Offering simultaneous detection of an expanding array of cell markers, flow cytometry has become an indispensable high-throughput tool, used for the detection and quantification of diverse immune cell populations within heterogeneous samples. With a broad range of research and clinical applications, this analytical technique plays a pivotal role in understanding the immune system’s role in disease progression, monitoring patient responses to treatment, and assessing the safety and efficacy of novel therapies and vaccines. Careful panel design is crucial to ensuring data accuracy, particularly when performing complex multiparameter assays.1,2

To ensure panel building success, a selection of best practice guidelines surrounding core aspects of immunophenotyping can be followed to assist with experiment design.

General Sample Preparation Tips

To ensure the success of your flow cytometry experiments, it’s essential to prioritise meticulous sample preparation. Investing extra time in this phase can yield significantly improved results, saving you from the frustration of failed experiments and the need for multiple repetitions to achieve publication-quality data.3

Select Appropriate Tubes: Choosing the right tubes for your flow cytometry experiments is crucial.
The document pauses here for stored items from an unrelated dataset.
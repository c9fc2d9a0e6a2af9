//! One-way raster mirror: crop the primary's visible window out of its
//! canvas-space snapshot and show it rotated half a turn in the secondary pane.
//!
//! Each snapshot carries the canvas-to-frame transform it was rendered with,
//! so the window can be cropped from a frame of the primary's pixels as well
//! as from a canvas-space frame at scale 1.

use crate::camera::{ViewState, half_turn};
use crate::decode::DecodedImage;
use kurbo::{Affine, Rect, Size, Vec2};

/// Region of the canvas visible in the primary viewport.
#[derive(Debug, Clone, Copy, PartialEq)]
pub struct SourceWindow {
    pub x: f64,
    pub y: f64,
    pub width: f64,
    pub height: f64,
}

impl SourceWindow {
    pub fn rect(&self) -> Rect {
        Rect::new(self.x, self.y, self.x + self.width, self.y + self.height)
    }
}

/// Canvas window shown by a viewport of `viewport` size under `view`.
pub fn source_window(view: &ViewState, viewport: Size) -> SourceWindow {
    SourceWindow {
        x: -view.offset_x / view.scale,
        y: -view.offset_y / view.scale,
        width: viewport.width / view.scale,
        height: viewport.height / view.scale,
    }
}

/// Maps source-window coordinates onto a `target` viewport, filling it edge to
/// edge and turned 180° about its center.
pub fn mirror_transform(window: &SourceWindow, target: Size) -> Affine {
    let sx = target.width / window.width;
    let sy = target.height / window.height;
    half_turn(target) * Affine::scale_non_uniform(sx, sy) * Affine::translate(Vec2::new(-window.x, -window.y))
}

/// What to draw for one mirror frame.
#[derive(Debug, Clone, PartialEq)]
pub struct MirrorPlan {
    pub frame: DecodedImage,
    /// Source window in canvas coordinates.
    pub window: SourceWindow,
    /// Frame pixels to target pixels.
    pub transform: Affine,
    pub target: Size,
}

/// Cached mirror state for the secondary pane.
#[derive(Debug, Clone)]
pub struct RasterMirror {
    frame: Option<DecodedImage>,
    /// Canvas coordinates to frame pixels.
    frame_transform: Affine,
    view: ViewState,
    source_size: Size,
    target: Size,
    dirty: bool,
}

impl RasterMirror {
    /// `source_size` is the primary viewport size, `target` the secondary one.
    pub fn new(source_size: Size, target: Size) -> Self {
        Self {
            frame: None,
            frame_transform: Affine::IDENTITY,
            view: ViewState {
                scale: 1.0,
                offset_x: 0.0,
                offset_y: 0.0,
            },
            source_size,
            target,
            dirty: true,
        }
    }

    /// A new canvas-space snapshot arrived: scale 1, pixel (0, 0) at the canvas origin.
    pub fn update_frame(&mut self, frame: DecodedImage) {
        self.update_frame_with(frame, Affine::IDENTITY);
    }

    /// A new snapshot arrived, rendered through `canvas_to_frame`.
    ///
    /// Passing the primary's display transform lets the frame be exactly the
    /// primary's pixels, whatever its pan and zoom.
    pub fn update_frame_with(&mut self, frame: DecodedImage, canvas_to_frame: Affine) {
        self.frame = Some(frame);
        self.frame_transform = canvas_to_frame;
        self.dirty = true;
    }

    /// The primary view changed. Returns whether a redraw is needed.
    pub fn update_view(&mut self, view: ViewState) -> bool {
        if view != self.view {
            self.view = view;
            self.dirty = true;
        }
        self.dirty
    }

    pub fn set_source_size(&mut self, size: Size) {
        if size != self.source_size {
            self.source_size = size;
            self.dirty = true;
        }
    }

    /// The secondary pane changed size. The cached frame is kept so the next
    /// plan redraws immediately.
    pub fn resize(&mut self, target: Size) {
        if target != self.target {
            log::debug!("Mirror resized to {}x{}", target.width, target.height);
            self.target = target;
            self.dirty = true;
        }
    }

    pub fn frame(&self) -> Option<&DecodedImage> {
        self.frame.as_ref()
    }

    pub fn view(&self) -> ViewState {
        self.view
    }

    pub fn target(&self) -> Size {
        self.target
    }

    pub fn is_dirty(&self) -> bool {
        self.dirty
    }

    /// Current plan regardless of the dirty flag. `None` until a frame arrives
    /// or while either viewport is empty.
    pub fn plan(&self) -> Option<MirrorPlan> {
        let frame = self.frame.clone()?;
        if self.target.is_zero_area() || self.source_size.is_zero_area() || !(self.view.scale > 0.0) {
            return None;
        }
        let window = source_window(&self.view, self.source_size);
        Some(MirrorPlan {
            frame,
            transform: mirror_transform(&window, self.target) * self.frame_transform.inverse(),
            window,
            target: self.target,
        })
    }

    /// Plan the next redraw if anything changed since the last one.
    pub fn take_plan(&mut self) -> Option<MirrorPlan> {
        if !self.dirty {
            return None;
        }
        let plan = self.plan()?;
        self.dirty = false;
        Some(plan)
    }
}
Some cytometer models allow flexibility in tube selection, like Bio-Rad’s ZE5 Cell Analyzer, but others have restrictions. It’s important to use tubes that are compatible with your cytometer model, considering factors such as round or flat bottoms and the type of plastics used. Additionally, be mindful of cell adhesion to different plastic materials. For instance, certain cell types, like monocytes, may adhere more strongly to polystyrene than polypropylene. Selecting the appropriate plastic can help minimise cell loss and the need for harsh detachment methods.

Handle Samples Gently: Maintaining the optimal condition of your cells is paramount. Avoid subjecting them to unnecessarily harsh conditions that can lead to cell death or generate artifacts, as this can significantly impact your results. When centrifuging samples, be cautious not to spin them at higher speeds than necessary and avoid leaving samples in the centrifuge for extended periods, as prolonged pelleting can be detrimental. It’s advisable to handle samples gently to prevent the formation of bubbles, which can harm cells. When aspirating media, ensure that you leave some supernatant behind to prevent cells from drying out in a pellet.

Prevent Clumping: Flow cytometry relies on analysing individual, single cells. Clumps of cells can obstruct the flow cytometer, causing clogs and inconvenience to other users. To reduce the risk of clumping, consider keeping wash and media buffers at a temperature of 4°C, particularly if your experiment permits this.

Dissociate Tissues Thoughtfully: Achieving single, intact cells suitable for flow cytometry is essential. When dissociating tissues, take care to minimise cell damage. Consider methods such as tissue mincing, mesh filtering, or enzymatic digestion based on the specific requirements of your cell type. If you are working with rare cell types, opt for gentler methods to preserve them. For example, neutral protease (dispase) is a milder treatment than trypsin and is commonly used for isolating iPSCs. Some cell types, like F4/80+ macrophages and follicular dendritic cells, may require enzymatic treatment for release, and the specific enzymes needed should be determined based on established protocols.